Taking a break, breaking it up

All the colors are brighter, these days

This has been a heck of a fall. And winter is on the way. But now with my new job, I can take a bit of the logistical pressure off, and I can focus on projects that I haven’t been able to make good progress with.

I’ve really chafed under the “stranglehold” my commute had on my life, for what feels like so many years. That, and the frantic-ness that came with handling all the stressors from my attention problems, sensitivities, etc.

It’s amazing what extra sleep and a shorter commute will do for you. Simply amazing.

It’s giving me time to think… and dream… and plan… and take action.

Imagine that. After all those years of really battling to keep my dreams alive, it turns out that the missing piece was really reclaiming the time and energy that got sucked into my commute.

It’s tough to dream and plan and follow through, when you’re exhausted all the time. It can be done, but it’s better with rest.

So, this is good. I’m taking a break from some of the crazy appointments I’ve had to drive to, after work, and I’m taking time to read and write and just chill out — no pressure — make a nice supper … do some yard work … lift weights in the morning before getting into the day … rekindle my interest in different meditative practices that fell by the wayside.

Nice.

In a way, it’s like I’m on a sort of vacation. Being able to get the sleep I need, and not be stressed out about when I get to work… being able to take time to run errands during my lunch hour… and knowing that I can get where I need to go in 15 minutes or less… it’s absolutely priceless. And it frees me up to break up my routine and “paint outside the lines” of my life. I can try new things, read new books, chill… and also spring into action whenever something interesting comes up.

It’s better than a vacation in some ways, though, because it’s structured and it’s social. It gives me the chance to be around people for a set time each day, to orient myself outside my own head, and have meaningful interchanges with others. Left to my own designs, I tend to pull back and keep others at a distance. At work, that’s not possible. I have to talk to people, and they have to talk to me, so it’s good for us all.

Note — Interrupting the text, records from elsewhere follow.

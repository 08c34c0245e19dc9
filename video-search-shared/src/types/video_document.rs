//! Video document types for the search index.
//!
//! This module defines the document structure stored in the `videos` index.
//! Field names are camelCase in the external (JSON) representation.

use chrono::{DateTime, Utc};
use serde::{Deserialize, Deserializer, Serialize, Serializer};
use std::fmt;

/// Lifecycle status of a video.
///
/// The only accepted transition is `Registered` → `Unregistered`. Once a video is
/// unregistered no further mutation is applied to its document.
#[derive(Debug, Clone, Copy, Serialize, Deserialize, PartialEq, Eq, Hash, Default)]
pub enum VideoStatus {
    #[default]
    Registered,
    Unregistered,
}

impl VideoStatus {
    /// Returns the string stored in the index for this status.
    pub fn as_str(&self) -> &'static str {
        match self {
            VideoStatus::Registered => "Registered",
            VideoStatus::Unregistered => "Unregistered",
        }
    }

    /// Returns true if no further transitions are accepted from this status.
    pub fn is_terminal(&self) -> bool {
        matches!(self, VideoStatus::Unregistered)
    }
}

impl fmt::Display for VideoStatus {
    fn fmt(&self, f: &mut fmt::Formatter<'_>) -> fmt::Result {
        f.write_str(self.as_str())
    }
}

/// Visibility of a video. Only `Public` videos are served by the read surface.
#[derive(Debug, Clone, Copy, Serialize, Deserialize, PartialEq, Eq, Hash, Default)]
pub enum VideoVisibility {
    #[default]
    Public,
    Unlisted,
    Private,
}

impl VideoVisibility {
    /// Returns the string stored in the index for this visibility.
    pub fn as_str(&self) -> &'static str {
        match self {
            VideoVisibility::Public => "Public",
            VideoVisibility::Unlisted => "Unlisted",
            VideoVisibility::Private => "Private",
        }
    }
}

impl fmt::Display for VideoVisibility {
    fn fmt(&self, f: &mut fmt::Formatter<'_>) -> fmt::Result {
        f.write_str(self.as_str())
    }
}

/// View metrics attached to a video.
///
/// `views_count` is string-encoded in the index. `views_count_updated_at` is the
/// timestamp of the last accepted metrics event and acts as a logical clock for
/// rejecting out-of-order updates.
#[derive(Debug, Clone, Serialize, Deserialize, PartialEq, Eq, Default)]
#[serde(rename_all = "camelCase")]
pub struct VideoMetrics {
    #[serde(with = "string_encoded_u64")]
    pub views_count: u64,
    #[serde(default, skip_serializing_if = "Option::is_none")]
    pub views_count_updated_at: Option<DateTime<Utc>>,
}

impl VideoMetrics {
    /// Returns true if an update stamped `updated_at` is newer than the stored state.
    ///
    /// An absent stored timestamp is always considered older.
    pub fn accepts_update_at(&self, updated_at: DateTime<Utc>) -> bool {
        match self.views_count_updated_at {
            Some(stored) => updated_at > stored,
            None => true,
        }
    }
}

/// Document representation of a video in the `videos` index.
#[derive(Debug, Clone, Serialize, Deserialize, PartialEq)]
#[serde(rename_all = "camelCase")]
pub struct VideoDocument {
    pub id: String,
    pub creator_id: String,
    pub title: String,
    pub description: String,
    /// Normalized, deduplicated tags, stored sorted.
    #[serde(default)]
    pub tags: Vec<String>,
    pub thumbnail_url: String,
    pub preview_thumbnail_url: String,
    pub length_seconds: u64,
    pub visibility: VideoVisibility,
    pub status: VideoStatus,
    #[serde(default)]
    pub metrics: VideoMetrics,
    pub created_at: DateTime<Utc>,
}

impl VideoDocument {
    /// Returns true if the video is in its terminal lifecycle state.
    pub fn is_unregistered(&self) -> bool {
        self.status.is_terminal()
    }
}

/// Serde helpers for a `u64` carried as a decimal string.
///
/// Deserialization also accepts a JSON number so documents written by other
/// producers stay readable.
pub mod string_encoded_u64 {
    use super::*;
    use serde::de::Error;

    pub fn serialize<S>(value: &u64, serializer: S) -> Result<S::Ok, S::Error>
    where
        S: Serializer,
    {
        serializer.serialize_str(&value.to_string())
    }

    pub fn deserialize<'de, D>(deserializer: D) -> Result<u64, D::Error>
    where
        D: Deserializer<'de>,
    {
        #[derive(Deserialize)]
        #[serde(untagged)]
        enum StringOrNumber {
            String(String),
            Number(u64),
        }

        match StringOrNumber::deserialize(deserializer)? {
            StringOrNumber::String(s) => s
                .trim()
                .parse::<u64>()
                .map_err(|e| D::Error::custom(format!("invalid viewsCount '{}': {}", s, e))),
            StringOrNumber::Number(n) => Ok(n),
        }
    }
}

#[cfg(test)]
mod tests {
    use super::*;
    use chrono::TimeZone;
    use serde_json::json;

    fn sample_document() -> VideoDocument {
        VideoDocument {
            id: "0b6a5d3c-94a4-4c4a-9a4f-3f5f7f0f7a11".to_string(),
            creator_id: "c1".to_string(),
            title: "Hello #music".to_string(),
            description: "A description".to_string(),
            tags: vec!["music".to_string()],
            thumbnail_url: "https://cdn.example.com/t.png".to_string(),
            preview_thumbnail_url: "https://cdn.example.com/p.gif".to_string(),
            length_seconds: 42,
            visibility: VideoVisibility::Public,
            status: VideoStatus::Registered,
            metrics: VideoMetrics::default(),
            created_at: Utc.with_ymd_and_hms(2024, 3, 1, 12, 0, 0).unwrap(),
        }
    }

    #[test]
    fn test_serializes_camel_case_with_string_views_count() {
        let value = serde_json::to_value(sample_document()).unwrap();

        assert_eq!(value["creatorId"], "c1");
        assert_eq!(value["lengthSeconds"], 42);
        assert_eq!(value["visibility"], "Public");
        assert_eq!(value["status"], "Registered");
        assert_eq!(value["metrics"]["viewsCount"], "0");
        assert!(value["metrics"].get("viewsCountUpdatedAt").is_none());
    }

    #[test]
    fn test_views_count_accepts_number_or_string() {
        let from_string: VideoMetrics = serde_json::from_value(json!({"viewsCount": "17"})).unwrap();
        let from_number: VideoMetrics = serde_json::from_value(json!({"viewsCount": 17})).unwrap();

        assert_eq!(from_string.views_count, 17);
        assert_eq!(from_number.views_count, 17);
        assert!(serde_json::from_value::<VideoMetrics>(json!({"viewsCount": "lots"})).is_err());
    }

    #[test]
    fn test_missing_metrics_defaults_to_zero() {
        let mut value = serde_json::to_value(sample_document()).unwrap();
        value.as_object_mut().unwrap().remove("metrics");

        let doc: VideoDocument = serde_json::from_value(value).unwrap();
        assert_eq!(doc.metrics.views_count, 0);
        assert!(doc.metrics.views_count_updated_at.is_none());
    }

    #[test]
    fn test_accepts_update_at() {
        let t1 = Utc.with_ymd_and_hms(2024, 3, 1, 12, 0, 0).unwrap();
        let t2 = Utc.with_ymd_and_hms(2024, 3, 1, 12, 0, 1).unwrap();

        let fresh = VideoMetrics::default();
        assert!(fresh.accepts_update_at(t1));

        let stamped = VideoMetrics {
            views_count: 5,
            views_count_updated_at: Some(t2),
        };
        assert!(!stamped.accepts_update_at(t1));
        assert!(!stamped.accepts_update_at(t2));
        assert!(stamped.accepts_update_at(t2 + chrono::Duration::milliseconds(1)));
    }

    #[test]
    fn test_status_is_terminal() {
        assert!(!VideoStatus::Registered.is_terminal());
        assert!(VideoStatus::Unregistered.is_terminal());
        assert_eq!(VideoStatus::Unregistered.to_string(), "Unregistered");
    }
}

Of course, I’m not opposed to a real vacation — and that will be coming during the week between Christmas and New Years, when things quiet down, and my spouse and I stay home instead of driving all over creation to see family, many states away.

This is good. It’s shaping up nicely. The colors are brighter, the day is looking better with each passing week.

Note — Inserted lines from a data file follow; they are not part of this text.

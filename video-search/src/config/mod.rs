//! Configuration and dependency initialization.

mod dependencies;

pub use dependencies::{ConnectionMode, Dependencies};

use std::env;
use std::str::FromStr;
use tracing::warn;

/// Read an environment variable, falling back to `default` when unset.
pub fn env_or(name: &str, default: &str) -> String {
    env::var(name).unwrap_or_else(|_| default.to_string())
}

/// Read and parse an environment variable, falling back to `default` when unset or invalid.
pub fn env_parse<T: FromStr>(name: &str, default: T) -> T {
    match env::var(name) {
        Ok(raw) => raw.trim().parse().unwrap_or_else(|_| {
            warn!(variable = name, value = %raw, "Invalid value, using default");
            default
        }),
        Err(_) => default,
    }
}

/// Read a boolean flag. Accepts `true/false`, `1/0`, `yes/no` and `on/off`.
pub fn env_flag(name: &str, default: bool) -> bool {
    match env::var(name) {
        Ok(raw) => parse_flag(&raw).unwrap_or_else(|| {
            warn!(variable = name, value = %raw, "Invalid flag, using default");
            default
        }),
        Err(_) => default,
    }
}

fn parse_flag(raw: &str) -> Option<bool> {
    match raw.trim().to_lowercase().as_str() {
        "true" | "1" | "yes" | "on" => Some(true),
        "false" | "0" | "no" | "off" => Some(false),
        _ => None,
    }
}

/// Read a comma separated list, dropping empty entries.
pub fn env_list(name: &str, default: &str) -> Vec<String> {
    env_or(name, default)
        .split(',')
        .map(str::trim)
        .filter(|item| !item.is_empty())
        .map(str::to_string)
        .collect()
}

#[cfg(test)]
mod tests {
    use super::*;

    #[test]
    fn test_parse_flag() {
        assert_eq!(parse_flag("TRUE"), Some(true));
        assert_eq!(parse_flag(" off "), Some(false));
        assert_eq!(parse_flag("0"), Some(false));
        assert_eq!(parse_flag("maybe"), None);
    }

    #[test]
    fn test_unset_variables_use_defaults() {
        assert!(env_flag("VIDEO_SEARCH_TEST_UNSET_FLAG", true));
        assert_eq!(env_parse("VIDEO_SEARCH_TEST_UNSET_PORT", 8080u16), 8080);
        assert_eq!(
            env_list("VIDEO_SEARCH_TEST_UNSET_TOPICS", "a, b,,c"),
            vec!["a", "b", "c"]
        );
    }
}
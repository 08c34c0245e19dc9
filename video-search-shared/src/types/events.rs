//! Event payloads delivered by the transport layer.
//!
//! Payloads are already shape-validated when they reach the synchronizers. Field
//! names follow the upstream camelCase convention.

use chrono::{DateTime, Utc};
use serde::{Deserialize, Serialize};
use serde_json::{Map, Value};

use crate::types::video_document::{VideoStatus, VideoVisibility};

/// Payload of a `create_video` event.
#[derive(Debug, Clone, Serialize, Deserialize, PartialEq)]
#[serde(rename_all = "camelCase")]
pub struct CreateVideo {
    pub id: String,
    pub creator_id: String,
    pub title: String,
    pub description: String,
    #[serde(default, skip_serializing_if = "Option::is_none")]
    pub tags: Option<Vec<String>>,
    pub thumbnail_url: String,
    pub preview_thumbnail_url: String,
    pub length_seconds: u64,
    pub visibility: VideoVisibility,
    pub status: VideoStatus,
    pub created_at: DateTime<Utc>,
}

/// Payload of an `update_video` event: the id plus any subset of the mutable fields.
#[derive(Debug, Clone, Serialize, Deserialize, PartialEq, Default)]
#[serde(rename_all = "camelCase")]
pub struct UpdateVideo {
    pub id: String,
    #[serde(default, skip_serializing_if = "Option::is_none")]
    pub creator_id: Option<String>,
    #[serde(default, skip_serializing_if = "Option::is_none")]
    pub title: Option<String>,
    #[serde(default, skip_serializing_if = "Option::is_none")]
    pub description: Option<String>,
    #[serde(default, skip_serializing_if = "Option::is_none")]
    pub tags: Option<Vec<String>>,
    #[serde(default, skip_serializing_if = "Option::is_none")]
    pub thumbnail_url: Option<String>,
    #[serde(default, skip_serializing_if = "Option::is_none")]
    pub preview_thumbnail_url: Option<String>,
    #[serde(default, skip_serializing_if = "Option::is_none")]
    pub length_seconds: Option<u64>,
    #[serde(default, skip_serializing_if = "Option::is_none")]
    pub visibility: Option<VideoVisibility>,
    #[serde(default, skip_serializing_if = "Option::is_none")]
    pub status: Option<VideoStatus>,
}

impl UpdateVideo {
    /// Returns the supplied fields, excluding `id` and `tags`, keyed by their
    /// document field names.
    ///
    /// Tags are excluded because they are recomputed by the synchronizer.
    pub fn supplied_fields(&self) -> Map<String, Value> {
        let mut fields = match serde_json::to_value(self) {
            Ok(Value::Object(map)) => map,
            _ => Map::new(),
        };
        fields.remove("id");
        fields.remove("tags");
        fields
    }
}

/// Payload of an `unregister_video` event.
#[derive(Debug, Clone, Serialize, Deserialize, PartialEq, Eq)]
#[serde(rename_all = "camelCase")]
pub struct UnregisterVideo {
    pub video_id: String,
}

/// Payload of an `update_video_metrics` event.
#[derive(Debug, Clone, Serialize, Deserialize, PartialEq, Eq)]
#[serde(rename_all = "camelCase")]
pub struct UpdateVideoMetrics {
    pub video_id: String,
    pub views_count: u64,
    #[serde(default, skip_serializing_if = "Option::is_none")]
    pub updated_at: Option<DateTime<Utc>>,
}

/// Payload of an `upsert_creator` event.
#[derive(Debug, Clone, Serialize, Deserialize, PartialEq, Eq)]
#[serde(rename_all = "camelCase")]
pub struct UpsertCreator {
    pub id: String,
    pub display_name: String,
    pub nickname: String,
    #[serde(default, skip_serializing_if = "Option::is_none")]
    pub thumbnail_url: Option<String>,
}

#[cfg(test)]
mod tests {
    use super::*;
    use serde_json::json;

    #[test]
    fn test_supplied_fields_only_contains_present_values() {
        let update = UpdateVideo {
            id: "v1".to_string(),
            title: Some("New title".to_string()),
            tags: Some(vec!["rust".to_string()]),
            length_seconds: Some(90),
            status: Some(VideoStatus::Unregistered),
            ..Default::default()
        };

        let fields = update.supplied_fields();

        assert_eq!(fields.len(), 3);
        assert_eq!(fields["title"], "New title");
        assert_eq!(fields["lengthSeconds"], 90);
        assert_eq!(fields["status"], "Unregistered");
        assert!(!fields.contains_key("id"));
        assert!(!fields.contains_key("tags"));
    }

    #[test]
    fn test_create_video_tags_are_optional() {
        let payload: CreateVideo = serde_json::from_value(json!({
            "id": "v1",
            "creatorId": "c1",
            "title": "t",
            "description": "d",
            "thumbnailUrl": "a",
            "previewThumbnailUrl": "b",
            "lengthSeconds": 3,
            "visibility": "Unlisted",
            "status": "Registered",
            "createdAt": "2024-03-01T12:00:00Z"
        }))
        .unwrap();

        assert!(payload.tags.is_none());
        assert_eq!(payload.visibility, VideoVisibility::Unlisted);
    }

    #[test]
    fn test_metrics_updated_at_is_optional() {
        let payload: UpdateVideoMetrics =
            serde_json::from_value(json!({"videoId": "v1", "viewsCount": 12})).unwrap();

        assert_eq!(payload.views_count, 12);
        assert!(payload.updated_at.is_none());
    }
}
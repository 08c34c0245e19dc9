//! Acknowledgment bookkeeping for batches handed to the orchestrator.
//!
//! Kafka commits are positional: committing offset `n + 1` on a partition covers every earlier
//! offset. Once a batch is rejected, no later batch on the same partitions may be committed
//! until the rejected one has been read again, so a rejection rewinds every uncommitted batch.

use std::collections::{BTreeMap, VecDeque};

/// A `(topic, partition, offset)` position.
pub type MessageOffset = (String, i32, i64);

/// What the consumer should do with an acknowledgment.
#[derive(Debug, Clone, PartialEq, Eq)]
pub enum AckAction {
    /// The batch completed; commit its offsets.
    Commit(Vec<MessageOffset>),
    /// A batch failed; seek each partition back to the given offset.
    Rewind(Vec<MessageOffset>),
    /// The acknowledgment belongs to a batch that is being redelivered.
    Ignore,
}

/// Tracks batches sent to the orchestrator until they are acknowledged.
///
/// Acknowledgments arrive in the order batches were sent.
#[derive(Debug, Default)]
pub struct BatchTracker {
    in_flight: VecDeque<Vec<MessageOffset>>,
    stale_acks: usize,
}

impl BatchTracker {
    pub fn new() -> Self {
        Self::default()
    }

    /// Record a batch handed to the orchestrator.
    pub fn sent(&mut self, offsets: Vec<MessageOffset>) {
        self.in_flight.push_back(offsets);
    }

    /// Number of batches awaiting an acknowledgment that will be acted on.
    pub fn in_flight(&self) -> usize {
        self.in_flight.len()
    }

    /// Resolve the acknowledgment of the oldest outstanding batch.
    ///
    /// A failure rewinds the failed batch together with every batch sent after it, and the
    /// acknowledgments still pending for those later batches are ignored.
    pub fn acknowledge(&mut self, success: bool) -> AckAction {
        if self.stale_acks > 0 {
            self.stale_acks -= 1;
            return AckAction::Ignore;
        }

        let Some(offsets) = self.in_flight.pop_front() else {
            return AckAction::Ignore;
        };

        if success {
            return AckAction::Commit(offsets);
        }

        let positions = earliest_offsets(
            std::iter::once(offsets.as_slice()).chain(self.in_flight.iter().map(Vec::as_slice)),
        );
        self.stale_acks = self.in_flight.len();
        self.in_flight.clear();
        AckAction::Rewind(positions)
    }
}

/// The lowest offset per partition across `batches`.
pub fn earliest_offsets<'a>(
    batches: impl IntoIterator<Item = &'a [MessageOffset]>,
) -> Vec<MessageOffset> {
    let mut earliest: BTreeMap<(String, i32), i64> = BTreeMap::new();
    for (topic, partition, offset) in batches.into_iter().flatten() {
        earliest
            .entry((topic.clone(), *partition))
            .and_modify(|current| *current = (*current).min(*offset))
            .or_insert(*offset);
    }
    earliest
        .into_iter()
        .map(|((topic, partition), offset)| (topic, partition, offset))
        .collect()
}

And now, off to work I go.

Onward.

Author: brokenbrilliant

I am a long-term multiple (mild) Traumatic Brain Injury (mTBI or TBI) survivor who experienced assaults, falls, car accidents, sports-related injuries in the 1960s, '70s, '80s, and '90s. My last mild TBI was in 2004, but it was definitely the worst of the lot. I never received medical treatment for my injuries, some of which were sports injuries (and you have to get back in the game!), but I have been living very successfully with cognitive/behavioral (social, emotional, functional) symptoms and complications since I was a young kid. I’ve done it so well, in fact, that virtually nobody knows that I sustained those injuries… and the folks who do know, haven’t fully realized just how it’s impacted my life. It has impacted my life, however. In serious and debilitating ways. I’m coming out from behind the shields I’ve put up, in hopes of successfully addressing my own (invisible) challenges and helping others to see that sustaining a TBI is not the end of the world, and they can, in fact, live happy, fulfilled, productive lives in spite of it all.

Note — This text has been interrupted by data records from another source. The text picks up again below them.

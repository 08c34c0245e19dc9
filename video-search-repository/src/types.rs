//! Request and response types for document store operations.
//!
//! Queries are expressed in a backend-neutral form: a conjunction of filters, an optional
//! relevance text, explicit sort clauses and facet attributes. Each backend translates them
//! and applies the index ranking rules recorded at provisioning time.

use serde_json::Value;

use video_search_shared::FacetDistribution;

use crate::errors::DocumentStoreError;

/// A single filter condition on a (possibly dotted) document field.
///
/// For array-valued fields a condition holds when any element satisfies it.
#[derive(Debug, Clone, PartialEq)]
pub enum Filter {
    Equals { field: String, value: Value },
    NotEquals { field: String, value: Value },
    In { field: String, values: Vec<Value> },
}

impl Filter {
    pub fn equals(field: impl Into<String>, value: impl Into<Value>) -> Self {
        Self::Equals {
            field: field.into(),
            value: value.into(),
        }
    }

    pub fn not_equals(field: impl Into<String>, value: impl Into<Value>) -> Self {
        Self::NotEquals {
            field: field.into(),
            value: value.into(),
        }
    }

    pub fn any_of<I, V>(field: impl Into<String>, values: I) -> Self
    where
        I: IntoIterator<Item = V>,
        V: Into<Value>,
    {
        Self::In {
            field: field.into(),
            values: values.into_iter().map(Into::into).collect(),
        }
    }

    pub fn field(&self) -> &str {
        match self {
            Filter::Equals { field, .. } | Filter::NotEquals { field, .. } | Filter::In { field, .. } => {
                field
            }
        }
    }
}

#[derive(Debug, Clone, Copy, PartialEq, Eq)]
pub enum SortOrder {
    Asc,
    Desc,
}

#[derive(Debug, Clone, PartialEq, Eq)]
pub struct SortClause {
    pub field: String,
    pub order: SortOrder,
}

impl SortClause {
    pub fn asc(field: impl Into<String>) -> Self {
        Self {
            field: field.into(),
            order: SortOrder::Asc,
        }
    }

    pub fn desc(field: impl Into<String>) -> Self {
        Self {
            field: field.into(),
            order: SortOrder::Desc,
        }
    }
}

/// A query against a single index.
///
/// `limit == 0` returns no hits but still reports `total` and facet counts.
#[derive(Debug, Clone, PartialEq, Default)]
pub struct DocumentQuery {
    /// Relevance text. `None` (or blank) disables the relevance rules.
    pub text: Option<String>,
    /// Conditions that must all hold.
    pub filters: Vec<Filter>,
    pub sort: Vec<SortClause>,
    pub offset: u64,
    pub limit: u64,
    /// Attributes whose value distribution over all matches is returned.
    pub facets: Vec<String>,
}

impl DocumentQuery {
    pub fn new() -> Self {
        Self::default()
    }

    pub fn with_text(mut self, text: impl Into<String>) -> Self {
        self.text = Some(text.into());
        self
    }

    pub fn filter(mut self, filter: Filter) -> Self {
        self.filters.push(filter);
        self
    }

    pub fn filters(mut self, filters: impl IntoIterator<Item = Filter>) -> Self {
        self.filters.extend(filters);
        self
    }

    pub fn sort_by(mut self, clause: SortClause) -> Self {
        self.sort.push(clause);
        self
    }

    pub fn paginate(mut self, offset: u64, limit: u64) -> Self {
        self.offset = offset;
        self.limit = limit;
        self
    }

    pub fn facet(mut self, attribute: impl Into<String>) -> Self {
        self.facets.push(attribute.into());
        self
    }

    /// Returns the trimmed relevance text if it is not blank.
    pub fn relevance_text(&self) -> Option<&str> {
        self.text
            .as_deref()
            .map(str::trim)
            .filter(|text| !text.is_empty())
    }
}

/// Result of a query: one window of hits plus totals over all matches.
#[derive(Debug, Clone, PartialEq, Default)]
pub struct QueryResult {
    pub hits: Vec<Value>,
    pub total: u64,
    pub facet_distribution: FacetDistribution,
}

/// Storage type of a mapped field.
#[derive(Debug, Clone, Copy, PartialEq, Eq)]
pub enum FieldKind {
    /// Exact-match string (ids, enums, tags).
    Keyword,
    /// Analyzed free text.
    Text,
    /// Integer, also accepted when encoded as a decimal string.
    Long,
    Date,
    /// Stored but not indexed.
    Unindexed,
}

#[derive(Debug, Clone, PartialEq, Eq)]
pub struct FieldMapping {
    /// Dotted path of the field, e.g. `metrics.viewsCount`.
    pub name: String,
    pub kind: FieldKind,
}

impl FieldMapping {
    pub fn new(name: impl Into<String>, kind: FieldKind) -> Self {
        Self {
            name: name.into(),
            kind,
        }
    }
}

/// One step of the index ranking pipeline, applied in order.
#[derive(Debug, Clone, PartialEq, Eq)]
pub enum RankingRule {
    Words,
    Exactness,
    Typo,
    Proximity,
    Attribute,
    /// Position at which the query's explicit sort clauses apply.
    Sort,
    Asc(String),
    Desc(String),
}

impl RankingRule {
    fn is_relevance(&self) -> bool {
        matches!(
            self,
            RankingRule::Words
                | RankingRule::Exactness
                | RankingRule::Typo
                | RankingRule::Proximity
                | RankingRule::Attribute
        )
    }
}

/// A resolved ordering key.
#[derive(Debug, Clone, PartialEq, Eq)]
pub enum SortKey {
    Relevance,
    Field(SortClause),
}

/// Declarative configuration of an index.
#[derive(Debug, Clone, PartialEq, Eq)]
pub struct IndexSettings {
    pub name: String,
    pub primary_key: String,
    pub fields: Vec<FieldMapping>,
    /// Attributes matched by relevance text, in decreasing order of importance.
    pub searchable: Vec<String>,
    pub filterable: Vec<String>,
    pub sortable: Vec<String>,
    pub ranking_rules: Vec<RankingRule>,
}

impl IndexSettings {
    pub fn field_kind(&self, name: &str) -> Option<FieldKind> {
        self.fields
            .iter()
            .find(|field| field.name == name)
            .map(|field| field.kind)
    }

    /// Rejects queries that filter, facet or sort on attributes not declared for it.
    pub fn validate_query(&self, query: &DocumentQuery) -> Result<(), DocumentStoreError> {
        for filter in &query.filters {
            if !self.filterable.iter().any(|f| f == filter.field()) {
                return Err(DocumentStoreError::validation(format!(
                    "attribute '{}' is not filterable on index '{}'",
                    filter.field(),
                    self.name
                )));
            }
        }
        for facet in &query.facets {
            if !self.filterable.iter().any(|f| f == facet) {
                return Err(DocumentStoreError::validation(format!(
                    "attribute '{}' is not filterable on index '{}'",
                    facet, self.name
                )));
            }
        }
        for clause in &query.sort {
            if !self.sortable.iter().any(|f| *f == clause.field) {
                return Err(DocumentStoreError::validation(format!(
                    "attribute '{}' is not sortable on index '{}'",
                    clause.field, self.name
                )));
            }
        }
        Ok(())
    }

    /// Resolves the ordering of a query from the ranking rules.
    ///
    /// Relevance rules collapse into a single `Relevance` key and only apply when the query
    /// has text. The `Sort` rule expands to the query's sort clauses.
    pub fn sort_plan(&self, has_text: bool, query_sort: &[SortClause]) -> Vec<SortKey> {
        let mut plan = Vec::new();
        for rule in &self.ranking_rules {
            match rule {
                rule if rule.is_relevance() => {
                    if has_text && plan.last() != Some(&SortKey::Relevance) {
                        plan.push(SortKey::Relevance);
                    }
                }
                RankingRule::Sort => {
                    plan.extend(query_sort.iter().cloned().map(SortKey::Field));
                }
                RankingRule::Asc(field) => plan.push(SortKey::Field(SortClause::asc(field))),
                RankingRule::Desc(field) => plan.push(SortKey::Field(SortClause::desc(field))),
                _ => {}
            }
        }
        if !self.ranking_rules.contains(&RankingRule::Sort) {
            plan.extend(query_sort.iter().cloned().map(SortKey::Field));
        }
        plan
    }
}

One thought on “Taking a break, breaking it up”

  1. Welcome back. I have been having a similar morning. I seem to have to learn this lesson again and again. It seems its only the actual experience of how much better it is, when circumstancves put me in the situation, that makes me realise. Then the complexities of ordinary life take over again and it disappears from the mind .Good point about the structure and other people and how that helps. Particularly if they are non judgemental. It might have been on the BIAUSA site that I saw a neuropsychologist comment that the difference in a brain injured person in a supportive environment is nothing short of amazing. I assumed they meant supportive in the sense of compensating for our difficulties (eg structure).